[Stored items]
◆ ◆ ◆ ◆ ◆ ◆ ◆
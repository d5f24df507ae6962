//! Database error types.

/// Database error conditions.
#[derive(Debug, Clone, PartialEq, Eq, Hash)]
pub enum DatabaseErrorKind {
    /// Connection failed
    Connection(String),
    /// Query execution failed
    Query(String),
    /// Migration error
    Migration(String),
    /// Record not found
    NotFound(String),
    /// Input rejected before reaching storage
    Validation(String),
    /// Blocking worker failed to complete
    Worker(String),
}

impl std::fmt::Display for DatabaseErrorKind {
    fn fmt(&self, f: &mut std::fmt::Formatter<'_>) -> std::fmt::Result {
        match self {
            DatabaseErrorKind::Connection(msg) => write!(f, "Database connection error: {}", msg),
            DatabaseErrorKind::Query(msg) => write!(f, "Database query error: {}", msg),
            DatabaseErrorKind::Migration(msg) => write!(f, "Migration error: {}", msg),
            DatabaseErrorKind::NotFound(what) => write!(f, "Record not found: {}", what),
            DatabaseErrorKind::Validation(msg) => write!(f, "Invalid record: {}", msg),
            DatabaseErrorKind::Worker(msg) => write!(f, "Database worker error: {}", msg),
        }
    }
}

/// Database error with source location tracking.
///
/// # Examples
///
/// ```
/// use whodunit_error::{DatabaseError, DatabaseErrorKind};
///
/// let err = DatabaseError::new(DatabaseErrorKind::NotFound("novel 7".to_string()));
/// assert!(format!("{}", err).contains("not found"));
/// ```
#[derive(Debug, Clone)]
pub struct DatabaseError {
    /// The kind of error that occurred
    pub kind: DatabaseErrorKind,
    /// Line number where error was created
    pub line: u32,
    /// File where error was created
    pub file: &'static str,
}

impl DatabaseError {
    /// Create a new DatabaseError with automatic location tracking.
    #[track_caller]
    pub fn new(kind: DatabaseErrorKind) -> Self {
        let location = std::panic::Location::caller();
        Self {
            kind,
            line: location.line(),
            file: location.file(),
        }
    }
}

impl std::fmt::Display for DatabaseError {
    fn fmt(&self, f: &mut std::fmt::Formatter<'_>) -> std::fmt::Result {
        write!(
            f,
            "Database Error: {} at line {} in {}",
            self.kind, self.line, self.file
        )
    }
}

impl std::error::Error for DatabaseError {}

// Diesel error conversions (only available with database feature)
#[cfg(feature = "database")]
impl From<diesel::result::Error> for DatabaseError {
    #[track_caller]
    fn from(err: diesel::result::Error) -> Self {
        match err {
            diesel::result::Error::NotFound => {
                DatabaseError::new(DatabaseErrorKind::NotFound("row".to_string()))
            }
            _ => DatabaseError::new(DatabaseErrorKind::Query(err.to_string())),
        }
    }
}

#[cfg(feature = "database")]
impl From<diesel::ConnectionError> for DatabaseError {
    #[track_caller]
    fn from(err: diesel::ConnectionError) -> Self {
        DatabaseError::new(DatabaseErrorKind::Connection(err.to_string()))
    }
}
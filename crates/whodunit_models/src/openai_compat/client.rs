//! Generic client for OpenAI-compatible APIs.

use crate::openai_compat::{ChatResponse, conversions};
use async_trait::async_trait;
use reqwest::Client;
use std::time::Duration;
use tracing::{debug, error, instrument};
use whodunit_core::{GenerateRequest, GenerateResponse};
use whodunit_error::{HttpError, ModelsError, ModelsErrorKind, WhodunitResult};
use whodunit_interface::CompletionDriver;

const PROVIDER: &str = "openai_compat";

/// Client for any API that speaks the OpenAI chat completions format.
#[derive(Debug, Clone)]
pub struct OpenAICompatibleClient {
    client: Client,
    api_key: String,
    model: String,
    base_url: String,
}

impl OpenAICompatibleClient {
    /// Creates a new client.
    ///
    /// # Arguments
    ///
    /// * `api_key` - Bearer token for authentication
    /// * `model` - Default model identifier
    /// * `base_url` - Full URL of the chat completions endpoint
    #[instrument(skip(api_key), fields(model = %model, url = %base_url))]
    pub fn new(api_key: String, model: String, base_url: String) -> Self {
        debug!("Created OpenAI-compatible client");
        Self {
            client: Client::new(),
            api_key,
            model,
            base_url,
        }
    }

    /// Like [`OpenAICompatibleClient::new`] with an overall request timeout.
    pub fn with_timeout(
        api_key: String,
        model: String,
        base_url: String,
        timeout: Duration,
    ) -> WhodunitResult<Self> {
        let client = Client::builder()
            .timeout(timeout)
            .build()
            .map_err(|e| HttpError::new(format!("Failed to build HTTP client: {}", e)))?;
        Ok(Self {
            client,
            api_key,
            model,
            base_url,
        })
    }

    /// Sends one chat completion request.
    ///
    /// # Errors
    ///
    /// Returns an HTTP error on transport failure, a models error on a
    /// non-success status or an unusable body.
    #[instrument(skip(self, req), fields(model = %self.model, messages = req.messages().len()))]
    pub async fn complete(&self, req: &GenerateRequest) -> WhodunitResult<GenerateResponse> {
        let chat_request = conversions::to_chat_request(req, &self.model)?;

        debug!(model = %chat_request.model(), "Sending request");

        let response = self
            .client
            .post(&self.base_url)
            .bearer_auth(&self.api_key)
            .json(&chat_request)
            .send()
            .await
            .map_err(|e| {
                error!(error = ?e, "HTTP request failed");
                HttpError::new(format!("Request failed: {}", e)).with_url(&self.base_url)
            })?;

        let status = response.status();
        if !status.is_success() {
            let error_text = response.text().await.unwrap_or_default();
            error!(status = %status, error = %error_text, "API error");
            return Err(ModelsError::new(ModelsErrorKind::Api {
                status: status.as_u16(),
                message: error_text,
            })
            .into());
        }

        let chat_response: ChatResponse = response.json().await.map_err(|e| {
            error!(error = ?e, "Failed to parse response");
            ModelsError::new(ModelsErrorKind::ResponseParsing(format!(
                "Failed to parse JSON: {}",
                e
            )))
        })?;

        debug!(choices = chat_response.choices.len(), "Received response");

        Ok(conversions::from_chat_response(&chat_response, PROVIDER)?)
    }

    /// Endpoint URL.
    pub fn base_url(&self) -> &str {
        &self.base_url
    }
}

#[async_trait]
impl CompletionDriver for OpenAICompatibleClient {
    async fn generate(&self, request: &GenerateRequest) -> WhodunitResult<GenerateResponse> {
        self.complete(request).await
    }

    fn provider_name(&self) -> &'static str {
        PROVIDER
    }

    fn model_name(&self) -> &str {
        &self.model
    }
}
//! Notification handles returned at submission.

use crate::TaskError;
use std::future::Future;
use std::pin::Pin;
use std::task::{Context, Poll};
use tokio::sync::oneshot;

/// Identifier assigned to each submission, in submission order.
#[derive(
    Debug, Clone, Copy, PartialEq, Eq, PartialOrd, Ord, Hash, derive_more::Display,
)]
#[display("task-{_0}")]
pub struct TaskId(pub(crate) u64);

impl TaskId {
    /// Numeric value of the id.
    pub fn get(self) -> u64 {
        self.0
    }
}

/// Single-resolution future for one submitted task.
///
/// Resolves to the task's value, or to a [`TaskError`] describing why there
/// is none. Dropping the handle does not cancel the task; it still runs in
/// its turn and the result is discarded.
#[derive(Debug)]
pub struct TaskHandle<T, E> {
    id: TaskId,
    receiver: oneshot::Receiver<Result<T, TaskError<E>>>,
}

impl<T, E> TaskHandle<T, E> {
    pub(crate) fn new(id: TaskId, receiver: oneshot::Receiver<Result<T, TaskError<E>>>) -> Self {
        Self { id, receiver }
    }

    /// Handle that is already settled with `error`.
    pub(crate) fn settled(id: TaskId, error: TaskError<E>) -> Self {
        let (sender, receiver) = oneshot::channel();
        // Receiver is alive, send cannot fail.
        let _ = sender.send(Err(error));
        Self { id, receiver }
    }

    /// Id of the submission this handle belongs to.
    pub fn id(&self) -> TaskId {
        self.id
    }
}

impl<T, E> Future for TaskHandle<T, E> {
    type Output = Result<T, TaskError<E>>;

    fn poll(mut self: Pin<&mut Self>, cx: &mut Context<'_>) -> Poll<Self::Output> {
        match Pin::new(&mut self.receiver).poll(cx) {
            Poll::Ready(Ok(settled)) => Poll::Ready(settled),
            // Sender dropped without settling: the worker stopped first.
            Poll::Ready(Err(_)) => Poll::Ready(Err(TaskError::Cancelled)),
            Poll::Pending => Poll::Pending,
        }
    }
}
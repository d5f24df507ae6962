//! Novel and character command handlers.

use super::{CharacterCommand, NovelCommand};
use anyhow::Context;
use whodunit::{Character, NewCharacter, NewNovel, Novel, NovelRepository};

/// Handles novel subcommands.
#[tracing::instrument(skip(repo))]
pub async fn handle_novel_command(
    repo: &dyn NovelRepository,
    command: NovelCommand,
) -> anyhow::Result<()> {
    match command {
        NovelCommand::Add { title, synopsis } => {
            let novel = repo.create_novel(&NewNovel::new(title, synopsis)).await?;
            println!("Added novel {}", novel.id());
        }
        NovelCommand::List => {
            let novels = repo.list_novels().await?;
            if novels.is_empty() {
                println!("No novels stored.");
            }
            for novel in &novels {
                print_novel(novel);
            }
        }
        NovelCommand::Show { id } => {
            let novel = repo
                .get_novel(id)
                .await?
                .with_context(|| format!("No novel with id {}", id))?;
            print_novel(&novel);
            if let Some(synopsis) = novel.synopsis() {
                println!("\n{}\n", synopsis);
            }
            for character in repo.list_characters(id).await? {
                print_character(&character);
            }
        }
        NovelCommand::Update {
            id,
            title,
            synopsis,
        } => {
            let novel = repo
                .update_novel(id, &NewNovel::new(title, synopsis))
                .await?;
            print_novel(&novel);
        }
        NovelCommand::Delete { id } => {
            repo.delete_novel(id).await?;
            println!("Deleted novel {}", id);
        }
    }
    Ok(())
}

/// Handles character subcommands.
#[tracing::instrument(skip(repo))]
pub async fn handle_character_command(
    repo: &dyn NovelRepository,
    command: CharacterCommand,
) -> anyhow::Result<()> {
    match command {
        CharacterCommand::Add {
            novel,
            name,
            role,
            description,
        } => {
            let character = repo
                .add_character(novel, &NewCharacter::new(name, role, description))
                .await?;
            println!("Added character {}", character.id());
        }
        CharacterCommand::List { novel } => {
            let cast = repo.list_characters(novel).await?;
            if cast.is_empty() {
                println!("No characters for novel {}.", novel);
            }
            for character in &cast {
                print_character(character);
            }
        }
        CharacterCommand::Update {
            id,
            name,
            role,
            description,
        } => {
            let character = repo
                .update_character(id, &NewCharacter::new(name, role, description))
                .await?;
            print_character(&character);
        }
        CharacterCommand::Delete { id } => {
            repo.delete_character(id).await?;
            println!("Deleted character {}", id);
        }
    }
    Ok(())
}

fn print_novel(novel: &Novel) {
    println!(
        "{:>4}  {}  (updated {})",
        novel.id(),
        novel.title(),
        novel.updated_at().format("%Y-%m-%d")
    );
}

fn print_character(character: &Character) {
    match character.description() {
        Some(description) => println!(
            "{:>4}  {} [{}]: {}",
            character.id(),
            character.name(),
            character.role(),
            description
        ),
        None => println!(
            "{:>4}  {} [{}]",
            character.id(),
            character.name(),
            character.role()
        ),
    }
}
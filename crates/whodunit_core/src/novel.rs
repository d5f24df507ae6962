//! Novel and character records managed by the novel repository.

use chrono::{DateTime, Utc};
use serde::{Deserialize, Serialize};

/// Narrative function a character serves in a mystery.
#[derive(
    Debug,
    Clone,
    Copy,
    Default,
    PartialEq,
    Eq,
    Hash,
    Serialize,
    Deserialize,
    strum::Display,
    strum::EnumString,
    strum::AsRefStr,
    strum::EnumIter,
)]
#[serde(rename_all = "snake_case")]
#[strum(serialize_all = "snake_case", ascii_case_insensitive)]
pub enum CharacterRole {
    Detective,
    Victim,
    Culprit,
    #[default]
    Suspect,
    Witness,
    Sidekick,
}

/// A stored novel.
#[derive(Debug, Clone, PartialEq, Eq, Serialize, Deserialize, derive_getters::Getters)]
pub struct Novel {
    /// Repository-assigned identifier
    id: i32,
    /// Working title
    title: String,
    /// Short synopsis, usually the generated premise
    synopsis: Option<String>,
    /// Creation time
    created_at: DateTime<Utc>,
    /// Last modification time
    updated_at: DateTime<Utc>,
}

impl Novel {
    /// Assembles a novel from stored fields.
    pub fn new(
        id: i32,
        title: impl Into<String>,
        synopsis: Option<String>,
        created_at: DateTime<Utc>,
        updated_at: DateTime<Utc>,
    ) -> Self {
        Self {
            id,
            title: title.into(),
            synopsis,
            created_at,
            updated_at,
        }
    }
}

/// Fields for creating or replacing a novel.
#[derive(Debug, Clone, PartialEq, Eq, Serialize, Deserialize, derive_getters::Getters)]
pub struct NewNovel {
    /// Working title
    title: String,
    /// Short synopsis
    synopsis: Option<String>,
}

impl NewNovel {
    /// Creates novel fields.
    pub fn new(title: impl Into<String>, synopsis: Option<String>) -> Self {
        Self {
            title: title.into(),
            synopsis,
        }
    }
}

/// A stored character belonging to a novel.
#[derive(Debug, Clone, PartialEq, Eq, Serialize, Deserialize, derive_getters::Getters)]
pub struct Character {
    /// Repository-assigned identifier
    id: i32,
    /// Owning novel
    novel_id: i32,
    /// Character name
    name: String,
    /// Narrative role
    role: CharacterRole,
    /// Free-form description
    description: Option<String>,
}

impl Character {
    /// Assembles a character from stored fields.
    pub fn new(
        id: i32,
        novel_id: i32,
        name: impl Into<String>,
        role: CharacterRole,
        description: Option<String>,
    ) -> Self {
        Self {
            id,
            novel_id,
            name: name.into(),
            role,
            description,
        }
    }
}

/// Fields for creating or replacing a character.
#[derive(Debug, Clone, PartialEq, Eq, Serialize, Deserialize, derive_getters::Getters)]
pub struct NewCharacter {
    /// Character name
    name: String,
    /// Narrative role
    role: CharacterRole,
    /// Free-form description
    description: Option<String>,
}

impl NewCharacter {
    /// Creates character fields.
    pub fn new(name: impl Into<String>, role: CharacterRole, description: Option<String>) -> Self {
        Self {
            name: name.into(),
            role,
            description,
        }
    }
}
◆ ◆ ◆ ◆ ◆ ◆ ◆
> [WORK REQUEST]: Quote in full each line from the top of the records above through the line with "pub fn new(kind: DatabaseErrorKind)"; stop after that line.

> [ANSWER FOR THE TASK]:
repository d5f24df507ae6962
//! Database error types.

/// Database error conditions.
#[derive(Debug, Clone, PartialEq, Eq, Hash)]
pub enum DatabaseErrorKind {
    /// Connection failed
    Connection(String),
    /// Query execution failed
    Query(String),
    /// Migration error
    Migration(String),
    /// Record not found
    NotFound(String),
    /// Input rejected before reaching storage
    Validation(String),
    /// Blocking worker failed to complete
    Worker(String),
}

impl std::fmt::Display for DatabaseErrorKind {
    fn fmt(&self, f: &mut std::fmt::Formatter<'_>) -> std::fmt::Result {
        match self {
            DatabaseErrorKind::Connection(msg) => write!(f, "Database connection error: {}", msg),
            DatabaseErrorKind::Query(msg) => write!(f, "Database query error: {}", msg),
            DatabaseErrorKind::Migration(msg) => write!(f, "Migration error: {}", msg),
            DatabaseErrorKind::NotFound(what) => write!(f, "Record not found: {}", what),
            DatabaseErrorKind::Validation(msg) => write!(f, "Invalid record: {}", msg),
            DatabaseErrorKind::Worker(msg) => write!(f, "Database worker error: {}", msg),
        }
    }
}

/// Database error with source location tracking.
///
/// # Examples
///
/// ```
/// use whodunit_error::{DatabaseError, DatabaseErrorKind};
///
/// let err = DatabaseError::new(DatabaseErrorKind::NotFound("novel 7".to_string()));
/// assert!(format!("{}", err).contains("not found"));
/// ```
#[derive(Debug, Clone)]
pub struct DatabaseError {
    /// The kind of error that occurred
    pub kind: DatabaseErrorKind,
    /// Line number where error was created
    pub line: u32,
    /// File where error was created
    pub file: &'static str,
}

impl DatabaseError {
    /// Create a new DatabaseError with automatic location tracking.
    #[track_caller]
    pub fn new(kind: DatabaseErrorKind) -> Self {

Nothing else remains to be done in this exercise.